Sunday, September 20, 2015

Former US Military Personnel Are Urging Drone Pilots To Refuse Orders To Fly Attack Missions

RT: Air Force Times runs ad urging drone pilots to disobey orders

A US veterans’ organizations is running an advertisement in Air Force Times urging military drone operators to refuse orders to fly attack missions. This comes as the Air Force encounters trouble retaining drone operators due to the stress of the job.

The ad was funded by KnowDrones, an organization that aims to achieve an outright ban on the use of weaponized drones

Many argue that drone operators do not know what they’re getting into when they sign up for the job.

“What this ad is trying to do is to say, ‘look at this now, understand the consequences and follow your conscience and do the right thing,” KnowDrones coordinator Nick Mottern told RT. “Given the fact that the president and Congress won’t act to stop this, we’re appealing directly to the people who are being ordered to do the killing, and who have to bear the weight of this on their conscience to put a stop to it."

WNU Editor: A good number of ex-military personnel have signed this letter urging drone pilots to refuse orders to fly attack missions .... Former US military personnel urge drone pilots to walk away from controls (The Guardian). And while I doubt that this specific campaign will have an impact, it is still noteworthy because it is a sign of a trend that as drone operations continue to escalate, opposition to its use will probably also escalate.

1 comment:

  1. In Pakistan, Predators are known as 'Avenging Angels' which tells you a lot more balanced view of how the enemy views our drone strikes into the tribal areas.

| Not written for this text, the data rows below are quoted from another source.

//! Error: `fixed_layout` on a struct with padding between its fields.
#![allow(dead_code)]

use shapeq::Structural;

#[derive(Structural, Clone, Copy)]
#[repr(C)]
#[structural(fixed_layout)]
struct Padded {
    a: u8,
    b: u32,
}

fn main() {}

    While there is nothing in the ROE that requires a military UAV pilot to attack an unarmed civilian in circumstances which violate the Laws Of Land Warfare; the question is one of whether the alternative, manned, strike aircraft can do any better.

    Presence defines the number of target opportunities in which a UAV team can CHOOSE to attack or not. Where a given road is being used by ISIL technicals, if the fixed wing aircraft is only overhead for 40 minutes between tankings and overall less than two hours in the combat area due to pilot fatigue limits (and the transit time between the AO and base), the likelihood of a drone operator making a mistake is less because he knows he has time to get his F2T2EA right. Again-

    MQ-9 Reaper ER = 12 hours forward, 8hrs transit with Four AGM-114 .
    A-10C Hawg = 2hrs forward, 4hrs transit, with 2 AGM-65K and 2 GBU-12.

    The problem with UAV operations is that they are desultory unless they are used in combination with secondary operations to restore order and deny access to the logistical base from which ISIL and the like operate.

    They accomplish nothing on their own and thus viewing them in microcosm can only be said to be valid when there is in fact no other operational plan to do things like secure towns and gradually pen in the threat operators across a narrowing base of operations.

    A-UAVs can do a lot to prevent road traffic and to support troops in contact during these 'Transport Plan' + 'Village Defense Program' combined efforts to minimize surprise and maximize threat fear of open maneuver.

    But you have to jump in someplace and create that single strongpoint which forces the likes of ISIL to either attempt to retake the node in their administrative and lines of communication network. Or to drive around it.

    Because that is how you begin to take away options from them, make them more obvious in their movements and change the viewpoint of civilians who, right now, have no choice but to cooperate.

    UAVs win the '/longest/ with mostest' conditional battle where you are on the enemy's schedule for when they will show up. They make sure that a city you have just spent blood taking doesn't get jumped by a flying squad QRF in the interval when manned sorties are down for maintenance and crew rest, roughly every 12-16hrs for about 8hrs.

    And to give this up is to give up the ability to stop the likes of ISIL because cannot maintain continuity of coverage and certainty of look down ISR to keep our much smaller ground forces dominant in their own maneuver.

    If you want to take UAVs off the PEL prosecution mission, fine. But think before you make what limited effort we are now doing even less effectual by forcing it into the hands of pilots who simply won't be there, 90% of the time when ISIL or the like does their rear area coordination and resupply.

    Is ISIL worth defeating or isn't it?